▶ Your assignment
Given the entries that follow, write out exactly the lines starting at the one containing "let items: VecDeque<OutboundMessage>" and ending at the one containing "treated as empty.", both ends included, and only those.

▶ Source records

+++

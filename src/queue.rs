// MIT License - Copyright (c) 2026 Peter Wright
// Durable store-and-forward queue

//! FIFO of [`OutboundMessage`]s shared by producers (serial ingestion,
//! status and relay telemetry) and the single consumer (the publisher's
//! drain loop).
//!
//! Durability is snapshot based: the whole queue is serialized as a JSON
//! array, written to a temporary file and renamed over the snapshot path,
//! so a crash mid-write leaves the previous snapshot intact.

use std::collections::VecDeque;
use std::path::{Path, PathBuf};
use std::sync::{Arc, Mutex, MutexGuard};
use std::time::Duration;

use tokio::sync::Notify;
use tokio_util::sync::CancellationToken;
use tracing::{debug, error, info, warn};

use crate::error::{BridgeError, Result};
use crate::message::OutboundMessage;

#[derive(Debug, Default)]
pub struct DurableQueue {
    items: Mutex<VecDeque<OutboundMessage>>,
    notify: Notify,
}

impl DurableQueue {
    pub fn new() -> Self {
        Self::default()
    }

    fn lock(&self) -> MutexGuard<'_, VecDeque<OutboundMessage>> {
        // A panic while holding the lock cannot leave the deque half-modified.
        self.items.lock().unwrap_or_else(|e| e.into_inner())
    }

    /// Append to the tail and wake the consumer.
    pub fn enqueue(&self, msg: OutboundMessage) {
        self.lock().push_back(msg);
        self.notify.notify_one();
    }

    /// Remove and return the head, if any. Never blocks.
    pub fn dequeue_if_any(&self) -> Option<OutboundMessage> {
        self.lock().pop_front()
    }

    pub fn len(&self) -> usize {
        self.lock().len()
    }

    pub fn is_empty(&self) -> bool {
        self.lock().is_empty()
    }

    /// Resolves after the next [`DurableQueue::enqueue`] (or immediately if
    /// one happened since the last wait).
    pub async fn notified(&self) {
        self.notify.notified().await
    }

    /// Serialize the current contents, head first.
    pub fn snapshot(&self) -> Result<Vec<u8>> {
        let guard = self.lock();
        Ok(serde_json::to_vec(&*guard)?)
    }

    /// Replace the contents with a snapshot.
    pub fn restore(&self, bytes: &[u8]) -> Result<usize> {
        let items: VecDeque<OutboundMessage> = serde_json::from_slice(bytes)?;
        let n = items.len();
        *self.lock() = items;
        if n > 0 {
            self.notify.notify_one();
        }
        Ok(n)
    }

    /// Write a snapshot to `path` atomically (temp file + rename).
    pub fn save_to(&self, path: &Path) -> Result<usize> {
        let bytes = self.snapshot()?;
        let tmp = tmp_path(path);
        std::fs::write(&tmp, &bytes)?;
        std::fs::rename(&tmp, path)?;
        Ok(self.len())
    }

    /// Restore from `path`. A missing file is an empty queue; a corrupt one
    /// is logged and treated as empty.
    pub fn load_from(&self, path: &Path) -> usize {
        let bytes = match std::fs::read(path) {
            Ok(bytes) => bytes,
            Err(e) if e.kind() == std::io::ErrorKind::NotFound => {
                debug!("No queue snapshot at {}", path.display());
                return 0;
            }
            Err(e) => {
                warn!("Cannot read queue snapshot {}: {e}", path.display());
                return 0;
            }
        };
        match self.restore(&bytes) {
            Ok(n) => {
                info!("Restored {n} queued messages from {}", path.display());
                n
            }
            Err(e) => {
                error!("Queue snapshot {} is corrupt, starting empty: {e}", path.display());
                0
            }
        }
    }
}

/// [`DurableQueue::save_to`] on the blocking pool.
pub async fn persist(queue: Arc<DurableQueue>, path: PathBuf) -> Result<usize> {
    tokio::task::spawn_blocking(move || queue.save_to(&path))
        .await
        .map_err(|e| BridgeError::Io(std::io::Error::other(e)))?
}

fn tmp_path(path: &Path) -> PathBuf {
    let mut name = path.file_name().unwrap_or_default().to_os_string();
    name.push(".tmp");
    path.with_file_name(name)
}

/// Periodically writes the queue to disk until cancelled.
pub struct Snapshotter {
    queue: Arc<DurableQueue>,
    path: PathBuf,
    interval: Duration,
}

impl Snapshotter {
    pub fn new(queue: Arc<DurableQueue>, path: PathBuf, interval: Duration) -> Self {
        Self {
            queue,
            path,
            interval,
        }
    }

    pub async fn run(self, cancel: CancellationToken) -> Result<()> {
        let mut ticker = tokio::time::interval(self.interval);
        ticker.tick().await;
        loop {
            tokio::select! {
                _ = cancel.cancelled() => return Ok(()),
                _ = ticker.tick() => {}
            }
            match persist(Arc::clone(&self.queue), self.path.clone()).await {
                Ok(n) => debug!("Queue snapshot written ({n} messages)"),
                Err(e) => warn!("Queue snapshot failed: {e}"),
            }
        }
    }
}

+++

▶ Answer to this problem
        let items: VecDeque<OutboundMessage> = serde_json::from_slice(bytes)?;
        let n = items.len();
        *self.lock() = items;
        if n > 0 {
            self.notify.notify_one();
        }
        Ok(n)
    }

    /// Write a snapshot to `path` atomically (temp file + rename).
    pub fn save_to(&self, path: &Path) -> Result<usize> {
        let bytes = self.snapshot()?;
        let tmp = tmp_path(path);
        std::fs::write(&tmp, &bytes)?;
        std::fs::rename(&tmp, path)?;
        Ok(self.len())
    }

    /// Restore from `path`. A missing file is an empty queue; a corrupt one
    /// is logged and treated as empty.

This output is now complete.